Skillz also broadcast 8.5 million minutes of its tournaments being played by professionals via platforms like Twitch and YouTube last year. This year, it expects to stream 40 million minutes.
So why don’t gamers know Skillz by name, already?
For one, the startup doesn’t own a game franchise of its own, or create titles itself. Instead, it sees itself as something like Netflix in its early days, says Paradise.
Back in its red envelope era, Netflix helped studios make money from their “long tail” content, or older films loved by cinema-philes who wanted to watch them over and over again at home. It didn’t create any content of its own.

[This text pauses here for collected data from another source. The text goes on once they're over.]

//! Delta Transformer - Turn running totals into per-interval changes
//!
//! Cumulative samples become delta samples holding the change since the
//! previous sample for the same `(name, resource_id)`. Other types pass
//! through.
//!
//! - The first sample for a key only seeds state and is dropped.
//! - A sample older than the last accepted one is dropped.
//! - A decrease is a counter reset; the new value itself is the delta.
//! - Keys idle for `retention_secs` (default one hour) are forgotten.

use tally_config::TransformerInstanceConfig;
use tally_protocol::{Sample, SampleType};
use tracing::debug;

use crate::counter::{CounterState, Observation, retention_option};
use crate::registry::TransformerFactory;
use crate::{TransformError, TransformResult, Transformer};

#[cfg(test)]
#[path = "mod_test.rs"]
mod tests;

/// Delta transformer
#[derive(Debug)]
pub struct DeltaTransformer {
    enabled: bool,
    state: CounterState,
}

impl DeltaTransformer {
    pub fn new() -> Self {
        Self {
            enabled: true,
            state: CounterState::default(),
        }
    }

    /// Number of tracked `(name, resource_id)` keys
    pub fn tracked(&self) -> usize {
        self.state.len()
    }
}

impl Default for DeltaTransformer {
    fn default() -> Self {
        Self::new()
    }
}

impl Transformer for DeltaTransformer {
    fn transform(&mut self, sample: Sample) -> TransformResult<Vec<Sample>> {
        if sample.sample_type != SampleType::Cumulative {
            return Ok(vec![sample]);
        }

        match self.state.observe(&sample) {
            Observation::First => Ok(Vec::new()),
            Observation::OutOfOrder => {
                debug!(
                    meter = %sample.name,
                    resource_id = %sample.resource_id,
                    "dropping out-of-order cumulative sample"
                );
                Ok(Vec::new())
            }
            Observation::Step { previous, reset, .. } => {
                let delta = if reset {
                    sample.volume
                } else {
                    sample.volume - previous
                };
                Ok(vec![sample.derive(
                    sample.name.clone(),
                    SampleType::Delta,
                    sample.unit.clone(),
                    delta,
                )])
            }
        }
    }

    fn name(&self) -> &'static str {
        "delta"
    }

    fn enabled(&self) -> bool {
        self.enabled
    }
}

/// Factory for the `delta` type
#[derive(Debug, Clone, Copy, Default)]
pub struct DeltaFactory;

impl TransformerFactory for DeltaFactory {
    fn create(&self, config: &TransformerInstanceConfig) -> TransformResult<Box<dyn Transformer>> {
        let retention = retention_option(config).map_err(TransformError::config)?;
        let mut delta = DeltaTransformer::new();
        delta.enabled = config.enabled;
        delta.state = delta.state.with_retention(retention);
        Ok(Box::new(delta))
    }

    fn name(&self) -> &'static str {
        "delta"
    }
}
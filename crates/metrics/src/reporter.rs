//! Metrics reporter
//!
//! Collects snapshots from every registered provider at the configured
//! interval and logs them through tracing, one line per component group.

use std::sync::Arc;
use std::time::Instant;

use tally_config::{MetricsConfig, MetricsFormat};
use tokio::time::{MissedTickBehavior, interval};
use tokio_util::sync::CancellationToken;
use tracing::info;

use crate::format::MetricsFormatter;
use crate::{
    CollectedMetrics, CollectedSink, CollectedSource, HumanFormatter, JsonFormatter,
    PipelineMetricsProvider, SinkMetricsProvider, SourceMetricsProvider,
};

/// Builder for constructing a MetricsReporter
#[derive(Default)]
pub struct MetricsReporterBuilder {
    config: Option<MetricsConfig>,
    pipeline: Option<Arc<dyn PipelineMetricsProvider>>,
    sources: Vec<Arc<dyn SourceMetricsProvider>>,
    sinks: Vec<Arc<dyn SinkMetricsProvider>>,
}

impl MetricsReporterBuilder {
    pub fn new() -> Self {
        Self::default()
    }

    pub fn config(mut self, config: MetricsConfig) -> Self {
        self.config = Some(config);
        self
    }

    pub fn pipeline(mut self, provider: Arc<dyn PipelineMetricsProvider>) -> Self {
        self.pipeline = Some(provider);
        self
    }

    pub fn source(mut self, provider: Arc<dyn SourceMetricsProvider>) -> Self {
        self.sources.push(provider);
        self
    }

    pub fn sources(mut self, providers: Vec<Arc<dyn SourceMetricsProvider>>) -> Self {
        self.sources.extend(providers);
        self
    }

    pub fn sink(mut self, provider: Arc<dyn SinkMetricsProvider>) -> Self {
        self.sinks.push(provider);
        self
    }

    pub fn sinks(mut self, providers: Vec<Arc<dyn SinkMetricsProvider>>) -> Self {
        self.sinks.extend(providers);
        self
    }

    pub fn build(self) -> MetricsReporter {
        let config = self.config.unwrap_or_default();
        let formatter: Box<dyn MetricsFormatter> = match config.format {
            MetricsFormat::Human => Box::new(HumanFormatter::new()),
            MetricsFormat::Json => Box::new(JsonFormatter::new()),
        };

        MetricsReporter {
            config,
            formatter,
            pipeline: self.pipeline,
            sources: self.sources,
            sinks: self.sinks,
            previous: None,
        }
    }
}

/// Periodic metrics reporter
pub struct MetricsReporter {
    config: MetricsConfig,
    formatter: Box<dyn MetricsFormatter>,
    pipeline: Option<Arc<dyn PipelineMetricsProvider>>,
    sources: Vec<Arc<dyn SourceMetricsProvider>>,
    sinks: Vec<Arc<dyn SinkMetricsProvider>>,
    previous: Option<CollectedMetrics>,
}

impl MetricsReporter {
    pub fn builder() -> MetricsReporterBuilder {
        MetricsReporterBuilder::new()
    }

    /// Run the reporter until cancellation
    ///
    /// Emits one last report on the way out so shutdown counters
    /// (discarded batches in particular) are visible.
    pub async fn run(mut self, cancel: CancellationToken) {
        if !self.config.enabled {
            info!("metrics reporting disabled");
            return;
        }

        let mut ticker = interval(self.config.interval);
        ticker.set_missed_tick_behavior(MissedTickBehavior::Skip);
        // First tick completes immediately; skip it so the first report
        // covers a full interval.
        ticker.tick().await;

        info!(
            interval_secs = self.config.interval.as_secs(),
            format = ?self.config.format,
            "metrics reporter started"
        );

        loop {
            tokio::select! {
                _ = cancel.cancelled() => {
                    self.report();
                    info!("metrics reporter shutting down");
                    break;
                }
                _ = ticker.tick() => {
                    self.report();
                }
            }
        }
    }

    /// Collect and log metrics once
    pub fn report(&mut self) {
        let output = self.render();
        for line in output.lines() {
            info!("{}", line);
        }
    }

    /// Collect and format metrics, remembering them for the next rate
    pub fn render(&mut self) -> String {
        let metrics = self.collect();
        let rates = self.previous.as_ref().and_then(|prev| metrics.rates(prev));
        let output = self.formatter.format(&metrics, rates.as_ref());
        self.previous = Some(metrics);
        output
    }

    /// Collect metrics from all registered providers
    fn collect(&self) -> CollectedMetrics {
        let mut metrics = CollectedMetrics::new();

        if self.config.include_pipelines
            && let Some(ref provider) = self.pipeline
        {
            metrics.pipeline = Some(provider.pipeline_snapshot());
        }

        if self.config.include_sources {
            metrics.sources = self
                .sources
                .iter()
                .map(|s| CollectedSource {
                    id: s.source_id().to_string(),
                    source_type: s.source_type().to_string(),
                    snapshot: s.snapshot(),
                })
                .collect();
        }

        if self.config.include_sinks {
            metrics.sinks = self
                .sinks
                .iter()
                .map(|s| CollectedSink {
                    id: s.sink_id().to_string(),
                    sink_type: s.sink_type().to_string(),
                    snapshot: s.snapshot(),
                })
                .collect();
        }

        metrics
    }

    /// Add a source provider after construction
    pub fn add_source(&mut self, provider: Arc<dyn SourceMetricsProvider>) {
        self.sources.push(provider);
    }

    /// Add a sink provider after construction
    pub fn add_sink(&mut self, provider: Arc<dyn SinkMetricsProvider>) {
        self.sinks.push(provider);
    }
}

#[cfg(test)]
mod tests {
    use super::*;
    use crate::{PipelineSnapshot, SinkMetricsSnapshot, SourceMetrics, SourceMetricsSnapshot};
    use std::time::Duration;

    struct TestPipeline;

    impl PipelineMetricsProvider for TestPipeline {
        fn pipeline_snapshot(&self) -> PipelineSnapshot {
            PipelineSnapshot {
                dispatched: 42,
                generation: 1,
                ..Default::default()
            }
        }
    }

    struct TestSource(SourceMetrics);

    impl SourceMetricsProvider for TestSource {
        fn source_id(&self) -> &str {
            "udp"
        }
        fn source_type(&self) -> &str {
            "udp"
        }
        fn snapshot(&self) -> SourceMetricsSnapshot {
            self.0.snapshot()
        }
    }

    struct TestSink;

    impl SinkMetricsProvider for TestSink {
        fn sink_id(&self) -> &str {
            "warehouse"
        }
        fn sink_type(&self) -> &str {
            "memory"
        }
        fn snapshot(&self) -> SinkMetricsSnapshot {
            SinkMetricsSnapshot {
                queue_depth: 2,
                ..Default::default()
            }
        }
    }

    #[test]
    fn test_render_all_groups() {
        let source = TestSource(SourceMetrics::new());
        source.0.record_received();

        let mut reporter = MetricsReporter::builder()
            .pipeline(Arc::new(TestPipeline))
            .source(Arc::new(source))
            .sink(Arc::new(TestSink))
            .build();

        let output = reporter.render();
        assert!(output.contains("dispatched: 42"));
        assert!(output.contains("udp (1)"));
        assert!(output.contains("warehouse (0, queue 2)"));
    }

    #[test]
    fn test_include_flags() {
        let config = MetricsConfig {
            include_pipelines: false,
            include_sinks: false,
            ..Default::default()
        };
        let mut reporter = MetricsReporter::builder()
            .config(config)
            .pipeline(Arc::new(TestPipeline))
            .sink(Arc::new(TestSink))
            .build();

        assert!(reporter.render().is_empty());
    }

    #[test]
    fn test_json_format() {
        let config = MetricsConfig {
            format: MetricsFormat::Json,
            ..Default::default()
        };
        let mut reporter = MetricsReporter::builder()
            .config(config)
            .pipeline(Arc::new(TestPipeline))
            .build();

        let value: serde_json::Value = serde_json::from_str(&reporter.render()).unwrap();
        assert_eq!(value["pipeline"]["dispatched"], 42);
    }

    #[tokio::test]
    async fn test_run_stops_on_cancel() {
        let config = MetricsConfig {
            interval: Duration::from_millis(10),
            ..Default::default()
        };
        let reporter = MetricsReporter::builder()
            .config(config)
            .pipeline(Arc::new(TestPipeline))
            .build();

        let cancel = CancellationToken::new();
        let handle = tokio::spawn(reporter.run(cancel.clone()));
        tokio::time::sleep(Duration::from_millis(30)).await;
        cancel.cancel();
        tokio::time::timeout(Duration::from_secs(1), handle)
            .await
            .unwrap()
            .unwrap();
    }

    #[tokio::test]
    async fn test_run_disabled_returns() {
        let config = MetricsConfig {
            enabled: false,
            ..Default::default()
        };
        let reporter = MetricsReporter::builder().config(config).build();
        tokio::time::timeout(Duration::from_secs(1), reporter.run(CancellationToken::new()))
            .await
            .unwrap();
    }
}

Similarly, Skillz helps game developers and studios make more money from their existing titles by rendering them tournament playable for cash or bragging rights.
Making even casual games like Bubble Shooter Tournaments, Real Money Pool or Mini Golf Stars competitive keeps players engaged with a game longer, and gets players to play more often.
Because it works across so many different genres, and with a focus on a mobile user experience, 49% percent of players who compete for pride or prizes on Skillz titles are women.
That’s bucking an industry trend. Other e-sports tournaments have been focused around PC and console games, and have typically drawn a majority-male user base. Despite some promotional efforts to include more female pro-gamers, they have also been seen as completely unfriendly or unappealing to women who would be pros or join teams.
Skillz has even attracted Electronic Arts founder, Trip Hawkins, to its advisory board. Hawkins, who put sports games on the map with the creation of the Madden Football franchise and EA Sports, said he believes Skillz is making e-sports accessible to everyone, not just professionals and pros in training.
He compared Skillz to programs at schools, intra-office leagues and even venues and rec centers that make traditional sports like baseball, basketball or football accessible to players who are not professional but would want to be if they could.
“A whole tech stack for e-sports had not been built and standardized,” Hawkins said. “But there has to be a set of platform features to let players have accounts set up the way they need, be able to communicate and broadcast or be broadcast, make payments, manage transactions and receive prizes. That’s where Skillz has a head start.”
Paradise declined to disclose the company’s exact revenue—which includes a mix of advertising, sponsorships, fees for running events online, and fees for paid tournaments.
But he did disclose that Skillz generated $20 million in entry fees last year, and is on target to do $50 million in entry fees this year.